> About this task: Find the lines of the records in which the word "with" appears and report how many there are, as a number alone.

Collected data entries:
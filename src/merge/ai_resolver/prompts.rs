//! Prompt templates for conflict resolution
//!
//! The model gets purpose (each task's intent) and the minimal code involved,
//! never the whole repository.

use crate::merge::ai_resolver::context::ConflictContext;

/// Marker that opens each section of a batched response
pub const LOCATION_MARKER: &str = "## Location:";

pub const SYSTEM_PROMPT: &str = r#"You merge concurrent edits made by independent coding agents to the same code region.

Each agent had a stated intent. Produce a single version of the region that fulfills every intent, keeps the code valid, and preserves behavior neither agent meant to change.

Rules:
- Output code only inside fenced code blocks tagged with the language.
- Do not add features neither agent asked for.
- If the intents genuinely contradict each other, say so instead of writing code."#;

fn fence_tag(ctx: &ConflictContext) -> &'static str {
    ctx.language
        .and_then(|l| l.fence_tags().first().copied())
        .unwrap_or("")
}

fn conflict_section(ctx: &ConflictContext) -> String {
    let tag = fence_tag(ctx);
    let mut section = format!(
        "File: {}\nLocation: {}\nWhy it conflicts: {}\n\n### Baseline\n",
        ctx.conflict.file_path, ctx.conflict.location, ctx.conflict.reason
    );
    if ctx.baseline.trim().is_empty() {
        section.push_str("(not present in the baseline)\n");
    } else {
        section.push_str(&format!("```{}\n{}\n```\n", tag, ctx.baseline.trim_end()));
    }

    for task in &ctx.tasks {
        let kinds = task
            .change_types
            .iter()
            .map(|t| t.to_string())
            .collect::<Vec<_>>()
            .join(", ");
        section.push_str(&format!(
            "\n### Task {} ({})\nIntent: {}\n```{}\n{}\n```\n",
            task.task_id,
            if kinds.is_empty() { "unknown".to_string() } else { kinds },
            task.intent.summary(),
            tag,
            task.changes.trim_end()
        ));
    }
    section
}

/// Prompt for one conflict
pub fn build_resolution_prompt(ctx: &ConflictContext) -> String {
    let language = ctx.language.map(|l| l.name()).unwrap_or("the file's language");
    format!(
        "{}\n## Output\n\nReturn the merged code for `{}` as one ```{}``` fenced block in {}. \
         Return only the code that replaces the baseline region.\n",
        conflict_section(ctx),
        ctx.conflict.location,
        fence_tag(ctx),
        language
    )
}

/// Prompt for several conflicts of the same file in one call
pub fn build_batch_prompt(contexts: &[ConflictContext]) -> String {
    let mut prompt = format!(
        "Resolve the following {} conflicts independently.\n",
        contexts.len()
    );
    for (i, ctx) in contexts.iter().enumerate() {
        prompt.push_str(&format!("\n# Conflict {}\n\n{}", i + 1, conflict_section(ctx)));
    }
    prompt.push_str(&format!(
        "\n## Output\n\nFor each conflict write a line `{} <location>` with the location exactly as given, \
         followed by one fenced code block with the merged code for that location.\n",
        LOCATION_MARKER
    ));
    prompt
}

#[cfg(test)]
mod tests {
    use super::*;
    use crate::merge::ai_resolver::context::TaskChangeContext;
    use crate::merge::semantic::Language;
    use crate::merge::types::{ChangeType, ConflictRegion, ConflictSeverity, TaskIntent};

    fn context(location: &str) -> ConflictContext {
        ConflictContext {
            conflict: ConflictRegion {
                file_path: "api.ts".to_string(),
                location: location.to_string(),
                tasks_involved: vec!["t1".to_string()],
                change_types: vec![ChangeType::ModifyFunction],
                severity: ConflictSeverity::High,
                reason: "both rewrite handler".to_string(),
                merge_strategy: None,
            },
            language: Some(Language::TypeScript),
            baseline: "function handler() {}".to_string(),
            tasks: vec![TaskChangeContext {
                task_id: "t1".to_string(),
                intent: TaskIntent::new("Add auth check", ""),
                change_types: vec![ChangeType::ModifyFunction],
                changes: "function handler() { auth(); }".to_string(),
                truncated_lines: 0,
            }],
        }
    }

    #[test]
    fn test_build_resolution_prompt() {
        let prompt = build_resolution_prompt(&context("function:handler"));
        assert!(prompt.contains("api.ts"));
        assert!(prompt.contains("Intent: Add auth check"));
        assert!(prompt.contains("```typescript\nfunction handler() {}\n```"));
        assert!(prompt.contains("modify_function"));
    }

    #[test]
    fn test_batch_prompt_names_every_location() {
        let prompt = build_batch_prompt(&[context("function:a"), context("function:b")]);
        assert!(prompt.contains("Location: function:a"));
        assert!(prompt.contains("Location: function:b"));
        assert!(prompt.contains(LOCATION_MARKER));
    }
}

> Exercise answer: 3